__Activity__. Take each line of the material that includes "ErrorResponse" and copy it.
--- START ---
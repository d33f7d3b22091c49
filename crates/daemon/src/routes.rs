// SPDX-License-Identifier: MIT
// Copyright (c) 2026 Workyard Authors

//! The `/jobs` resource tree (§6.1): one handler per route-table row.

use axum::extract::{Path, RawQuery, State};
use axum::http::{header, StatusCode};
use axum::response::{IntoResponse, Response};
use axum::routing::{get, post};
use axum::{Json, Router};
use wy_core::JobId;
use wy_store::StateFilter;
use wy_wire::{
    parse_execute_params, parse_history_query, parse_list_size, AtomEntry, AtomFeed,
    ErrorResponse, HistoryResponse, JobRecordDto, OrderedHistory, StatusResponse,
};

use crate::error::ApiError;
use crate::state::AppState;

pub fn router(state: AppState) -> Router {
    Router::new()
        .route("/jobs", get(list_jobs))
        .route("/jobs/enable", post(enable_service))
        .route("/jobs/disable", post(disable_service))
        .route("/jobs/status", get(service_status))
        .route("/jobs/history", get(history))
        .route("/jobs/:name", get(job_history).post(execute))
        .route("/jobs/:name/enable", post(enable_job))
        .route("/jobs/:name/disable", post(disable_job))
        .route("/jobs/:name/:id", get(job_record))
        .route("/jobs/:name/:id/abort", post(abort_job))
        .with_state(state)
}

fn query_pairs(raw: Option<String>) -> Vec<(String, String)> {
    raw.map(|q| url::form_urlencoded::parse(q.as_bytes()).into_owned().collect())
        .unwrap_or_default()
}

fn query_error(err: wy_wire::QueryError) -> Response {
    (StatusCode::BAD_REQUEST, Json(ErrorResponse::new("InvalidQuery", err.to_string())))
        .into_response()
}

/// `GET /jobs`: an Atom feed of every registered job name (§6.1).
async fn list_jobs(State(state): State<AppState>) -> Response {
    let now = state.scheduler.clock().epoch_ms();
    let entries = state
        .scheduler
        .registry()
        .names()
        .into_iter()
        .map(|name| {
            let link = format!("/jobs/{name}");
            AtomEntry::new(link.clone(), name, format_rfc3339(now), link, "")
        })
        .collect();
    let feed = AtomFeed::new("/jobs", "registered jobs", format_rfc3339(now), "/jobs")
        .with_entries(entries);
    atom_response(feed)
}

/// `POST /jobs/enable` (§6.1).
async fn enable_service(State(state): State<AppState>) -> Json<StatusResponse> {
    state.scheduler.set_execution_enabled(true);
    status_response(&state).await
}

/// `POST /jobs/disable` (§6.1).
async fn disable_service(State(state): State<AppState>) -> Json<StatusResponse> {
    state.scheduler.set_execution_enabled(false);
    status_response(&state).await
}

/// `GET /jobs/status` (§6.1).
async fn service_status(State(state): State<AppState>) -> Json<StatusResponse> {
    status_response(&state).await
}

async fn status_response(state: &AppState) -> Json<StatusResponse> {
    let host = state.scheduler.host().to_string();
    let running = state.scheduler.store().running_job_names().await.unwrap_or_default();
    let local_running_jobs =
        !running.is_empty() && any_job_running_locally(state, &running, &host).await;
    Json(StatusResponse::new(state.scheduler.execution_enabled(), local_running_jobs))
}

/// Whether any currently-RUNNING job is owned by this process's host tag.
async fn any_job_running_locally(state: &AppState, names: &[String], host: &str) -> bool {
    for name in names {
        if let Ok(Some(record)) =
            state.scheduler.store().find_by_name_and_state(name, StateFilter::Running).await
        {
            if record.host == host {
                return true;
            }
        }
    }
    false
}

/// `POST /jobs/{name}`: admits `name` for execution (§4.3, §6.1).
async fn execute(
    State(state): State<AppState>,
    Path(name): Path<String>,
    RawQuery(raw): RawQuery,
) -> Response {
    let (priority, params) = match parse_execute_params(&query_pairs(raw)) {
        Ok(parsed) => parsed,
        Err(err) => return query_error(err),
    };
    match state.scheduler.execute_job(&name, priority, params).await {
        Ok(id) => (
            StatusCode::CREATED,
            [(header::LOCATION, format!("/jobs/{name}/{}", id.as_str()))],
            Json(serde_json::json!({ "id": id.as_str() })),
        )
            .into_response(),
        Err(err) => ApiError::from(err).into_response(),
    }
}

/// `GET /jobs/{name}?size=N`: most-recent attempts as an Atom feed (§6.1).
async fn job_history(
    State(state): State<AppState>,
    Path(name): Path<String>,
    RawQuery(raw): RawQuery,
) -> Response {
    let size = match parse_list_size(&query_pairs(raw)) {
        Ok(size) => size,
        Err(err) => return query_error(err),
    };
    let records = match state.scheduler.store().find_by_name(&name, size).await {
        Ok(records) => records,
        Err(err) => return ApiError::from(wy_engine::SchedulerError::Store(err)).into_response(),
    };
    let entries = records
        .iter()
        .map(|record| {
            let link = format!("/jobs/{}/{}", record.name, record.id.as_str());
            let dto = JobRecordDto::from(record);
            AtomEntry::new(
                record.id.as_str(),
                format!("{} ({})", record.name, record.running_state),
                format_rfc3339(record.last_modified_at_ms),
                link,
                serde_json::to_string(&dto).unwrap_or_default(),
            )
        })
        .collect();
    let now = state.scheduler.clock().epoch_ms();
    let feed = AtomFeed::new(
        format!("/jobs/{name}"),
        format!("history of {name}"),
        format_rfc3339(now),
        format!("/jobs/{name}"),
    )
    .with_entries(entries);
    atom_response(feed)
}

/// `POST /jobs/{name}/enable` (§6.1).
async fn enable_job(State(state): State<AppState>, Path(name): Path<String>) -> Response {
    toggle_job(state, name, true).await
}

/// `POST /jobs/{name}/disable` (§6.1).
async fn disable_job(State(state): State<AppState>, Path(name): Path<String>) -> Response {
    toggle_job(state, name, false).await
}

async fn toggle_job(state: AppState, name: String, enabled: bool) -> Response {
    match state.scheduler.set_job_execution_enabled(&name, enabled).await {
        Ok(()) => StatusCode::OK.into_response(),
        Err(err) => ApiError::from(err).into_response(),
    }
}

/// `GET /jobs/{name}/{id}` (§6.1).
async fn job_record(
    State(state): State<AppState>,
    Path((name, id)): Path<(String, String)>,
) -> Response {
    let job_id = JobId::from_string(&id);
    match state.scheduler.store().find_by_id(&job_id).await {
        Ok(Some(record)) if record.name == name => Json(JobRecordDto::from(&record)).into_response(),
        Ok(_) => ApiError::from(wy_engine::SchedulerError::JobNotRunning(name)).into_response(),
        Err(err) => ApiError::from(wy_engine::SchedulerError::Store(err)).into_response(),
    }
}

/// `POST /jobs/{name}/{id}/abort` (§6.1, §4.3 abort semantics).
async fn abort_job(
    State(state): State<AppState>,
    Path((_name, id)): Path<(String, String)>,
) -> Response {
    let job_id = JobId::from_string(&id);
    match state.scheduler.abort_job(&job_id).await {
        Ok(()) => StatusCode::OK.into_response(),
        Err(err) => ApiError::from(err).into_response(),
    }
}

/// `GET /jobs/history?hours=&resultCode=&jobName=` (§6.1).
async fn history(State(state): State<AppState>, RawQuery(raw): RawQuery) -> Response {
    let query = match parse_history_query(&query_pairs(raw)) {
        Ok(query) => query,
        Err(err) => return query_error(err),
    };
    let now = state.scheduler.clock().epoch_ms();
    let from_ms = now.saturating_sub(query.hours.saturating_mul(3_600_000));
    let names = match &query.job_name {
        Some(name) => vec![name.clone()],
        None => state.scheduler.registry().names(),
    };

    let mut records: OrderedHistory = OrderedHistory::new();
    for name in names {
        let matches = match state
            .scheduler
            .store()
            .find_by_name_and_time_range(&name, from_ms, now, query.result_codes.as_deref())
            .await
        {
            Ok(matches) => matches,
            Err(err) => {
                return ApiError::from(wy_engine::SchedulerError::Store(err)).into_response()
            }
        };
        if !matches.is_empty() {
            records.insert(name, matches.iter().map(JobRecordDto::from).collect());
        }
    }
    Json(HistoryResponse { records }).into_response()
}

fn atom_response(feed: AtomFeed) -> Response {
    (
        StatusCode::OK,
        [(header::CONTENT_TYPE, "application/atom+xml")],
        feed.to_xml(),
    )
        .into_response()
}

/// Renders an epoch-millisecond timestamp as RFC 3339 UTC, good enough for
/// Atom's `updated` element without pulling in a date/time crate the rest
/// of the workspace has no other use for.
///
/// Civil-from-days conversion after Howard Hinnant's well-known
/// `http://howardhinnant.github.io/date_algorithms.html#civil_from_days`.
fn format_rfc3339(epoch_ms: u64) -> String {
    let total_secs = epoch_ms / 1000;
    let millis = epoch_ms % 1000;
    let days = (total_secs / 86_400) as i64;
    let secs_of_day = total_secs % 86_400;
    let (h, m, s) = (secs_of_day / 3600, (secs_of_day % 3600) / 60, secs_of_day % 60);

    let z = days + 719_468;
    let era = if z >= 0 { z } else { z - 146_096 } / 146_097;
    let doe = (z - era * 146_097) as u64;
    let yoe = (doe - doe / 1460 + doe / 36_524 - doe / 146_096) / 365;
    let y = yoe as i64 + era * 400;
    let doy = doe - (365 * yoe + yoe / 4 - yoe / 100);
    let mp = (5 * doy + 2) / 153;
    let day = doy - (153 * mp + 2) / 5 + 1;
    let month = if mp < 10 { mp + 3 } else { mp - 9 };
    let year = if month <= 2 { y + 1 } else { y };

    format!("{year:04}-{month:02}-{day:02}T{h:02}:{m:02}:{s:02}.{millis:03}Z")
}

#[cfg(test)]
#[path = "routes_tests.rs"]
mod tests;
--- END ---
__Solved exercise__.
    ErrorResponse, HistoryResponse, JobRecordDto, OrderedHistory, StatusResponse,
    (StatusCode::BAD_REQUEST, Json(ErrorResponse::new("InvalidQuery", err.to_string())))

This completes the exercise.